Stored items:
Content starts

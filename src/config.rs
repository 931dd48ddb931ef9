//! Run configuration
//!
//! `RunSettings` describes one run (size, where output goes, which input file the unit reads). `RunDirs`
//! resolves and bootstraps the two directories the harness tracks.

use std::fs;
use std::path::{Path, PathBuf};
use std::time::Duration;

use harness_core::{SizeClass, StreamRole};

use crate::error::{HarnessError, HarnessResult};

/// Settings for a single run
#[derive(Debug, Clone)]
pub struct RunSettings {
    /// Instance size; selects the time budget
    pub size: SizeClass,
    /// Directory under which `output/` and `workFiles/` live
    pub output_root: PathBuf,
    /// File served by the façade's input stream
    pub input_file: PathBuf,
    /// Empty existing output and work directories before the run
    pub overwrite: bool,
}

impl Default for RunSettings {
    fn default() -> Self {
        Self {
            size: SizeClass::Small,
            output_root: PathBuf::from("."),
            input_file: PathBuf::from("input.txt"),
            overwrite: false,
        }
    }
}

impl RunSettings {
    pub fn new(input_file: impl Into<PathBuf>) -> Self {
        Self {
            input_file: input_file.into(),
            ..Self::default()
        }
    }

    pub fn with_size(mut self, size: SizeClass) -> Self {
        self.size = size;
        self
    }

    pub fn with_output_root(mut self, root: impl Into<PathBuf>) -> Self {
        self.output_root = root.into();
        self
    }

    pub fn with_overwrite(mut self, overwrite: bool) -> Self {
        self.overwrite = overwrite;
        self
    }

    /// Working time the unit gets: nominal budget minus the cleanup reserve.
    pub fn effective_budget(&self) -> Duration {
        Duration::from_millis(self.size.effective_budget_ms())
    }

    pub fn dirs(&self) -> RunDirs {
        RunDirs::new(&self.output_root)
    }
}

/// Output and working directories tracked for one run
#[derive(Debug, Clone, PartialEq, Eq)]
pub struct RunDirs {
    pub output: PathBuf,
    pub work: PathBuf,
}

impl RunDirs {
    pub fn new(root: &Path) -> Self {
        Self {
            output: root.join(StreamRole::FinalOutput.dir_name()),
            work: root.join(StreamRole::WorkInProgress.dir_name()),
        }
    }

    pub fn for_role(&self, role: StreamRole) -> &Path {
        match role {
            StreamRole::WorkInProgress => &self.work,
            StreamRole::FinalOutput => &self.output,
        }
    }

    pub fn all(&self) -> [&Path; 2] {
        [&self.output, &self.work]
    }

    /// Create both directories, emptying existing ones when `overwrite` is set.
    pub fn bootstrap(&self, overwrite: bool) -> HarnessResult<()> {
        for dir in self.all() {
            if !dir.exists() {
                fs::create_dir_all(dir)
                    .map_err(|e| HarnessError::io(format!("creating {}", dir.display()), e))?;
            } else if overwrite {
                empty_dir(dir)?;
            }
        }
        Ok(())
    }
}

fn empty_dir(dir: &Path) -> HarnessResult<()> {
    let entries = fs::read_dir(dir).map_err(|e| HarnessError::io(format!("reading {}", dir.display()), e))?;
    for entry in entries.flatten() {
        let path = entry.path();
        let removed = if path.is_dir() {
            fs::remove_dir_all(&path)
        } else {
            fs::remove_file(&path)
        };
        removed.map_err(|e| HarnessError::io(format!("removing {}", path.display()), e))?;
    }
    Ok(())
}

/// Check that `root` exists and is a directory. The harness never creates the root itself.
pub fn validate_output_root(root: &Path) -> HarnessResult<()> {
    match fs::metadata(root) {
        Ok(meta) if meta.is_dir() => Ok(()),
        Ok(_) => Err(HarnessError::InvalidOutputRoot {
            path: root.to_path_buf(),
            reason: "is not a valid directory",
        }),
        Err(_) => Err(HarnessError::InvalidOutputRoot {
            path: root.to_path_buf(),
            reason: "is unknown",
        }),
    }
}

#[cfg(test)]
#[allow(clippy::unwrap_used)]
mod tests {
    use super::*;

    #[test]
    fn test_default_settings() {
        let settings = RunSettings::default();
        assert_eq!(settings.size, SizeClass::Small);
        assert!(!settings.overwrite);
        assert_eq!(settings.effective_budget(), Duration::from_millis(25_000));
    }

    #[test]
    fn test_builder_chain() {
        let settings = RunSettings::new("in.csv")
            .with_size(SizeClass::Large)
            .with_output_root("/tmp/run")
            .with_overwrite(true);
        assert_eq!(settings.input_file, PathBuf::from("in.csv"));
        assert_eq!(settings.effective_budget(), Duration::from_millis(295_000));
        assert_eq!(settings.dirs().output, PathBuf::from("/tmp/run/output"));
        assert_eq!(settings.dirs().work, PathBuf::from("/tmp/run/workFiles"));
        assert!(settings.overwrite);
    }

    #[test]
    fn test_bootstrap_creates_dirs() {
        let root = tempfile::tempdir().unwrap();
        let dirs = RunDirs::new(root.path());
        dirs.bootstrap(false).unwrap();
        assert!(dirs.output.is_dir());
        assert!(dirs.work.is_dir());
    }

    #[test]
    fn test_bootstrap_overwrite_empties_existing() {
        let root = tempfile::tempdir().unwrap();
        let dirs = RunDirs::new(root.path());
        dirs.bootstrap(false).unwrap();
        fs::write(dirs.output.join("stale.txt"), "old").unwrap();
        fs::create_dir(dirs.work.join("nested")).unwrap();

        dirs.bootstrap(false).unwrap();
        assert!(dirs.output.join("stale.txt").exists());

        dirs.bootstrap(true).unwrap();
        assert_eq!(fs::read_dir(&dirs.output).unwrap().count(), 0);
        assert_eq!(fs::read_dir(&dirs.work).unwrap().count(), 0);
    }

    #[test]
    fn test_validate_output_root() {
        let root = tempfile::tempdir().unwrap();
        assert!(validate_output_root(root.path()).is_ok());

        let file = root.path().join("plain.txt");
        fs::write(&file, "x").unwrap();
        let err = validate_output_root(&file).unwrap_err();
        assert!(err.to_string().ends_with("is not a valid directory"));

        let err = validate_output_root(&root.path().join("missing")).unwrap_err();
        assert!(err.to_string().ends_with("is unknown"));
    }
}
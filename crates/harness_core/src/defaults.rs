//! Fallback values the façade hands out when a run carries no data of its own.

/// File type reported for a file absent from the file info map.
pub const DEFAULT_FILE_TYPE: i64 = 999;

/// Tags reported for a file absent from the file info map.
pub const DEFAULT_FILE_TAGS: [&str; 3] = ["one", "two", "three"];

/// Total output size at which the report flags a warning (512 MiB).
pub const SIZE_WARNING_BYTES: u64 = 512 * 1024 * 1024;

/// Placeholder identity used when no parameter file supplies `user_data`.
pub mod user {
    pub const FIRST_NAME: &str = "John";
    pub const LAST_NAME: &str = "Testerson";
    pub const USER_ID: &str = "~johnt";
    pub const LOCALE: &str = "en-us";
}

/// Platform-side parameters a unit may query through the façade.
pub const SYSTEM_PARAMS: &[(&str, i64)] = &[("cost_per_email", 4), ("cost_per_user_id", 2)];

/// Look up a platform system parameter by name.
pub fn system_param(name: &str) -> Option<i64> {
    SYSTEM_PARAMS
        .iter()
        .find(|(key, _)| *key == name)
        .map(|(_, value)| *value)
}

Content ends

● **About this exercise**: Reproduce each line from the data that has "directories" in it.

● **Result of the exercise**:
//! resolves and bootstraps the two directories the harness tracks.
    /// Empty existing output and work directories before the run
/// Output and working directories tracked for one run
    /// Create both directories, emptying existing ones when `overwrite` is set.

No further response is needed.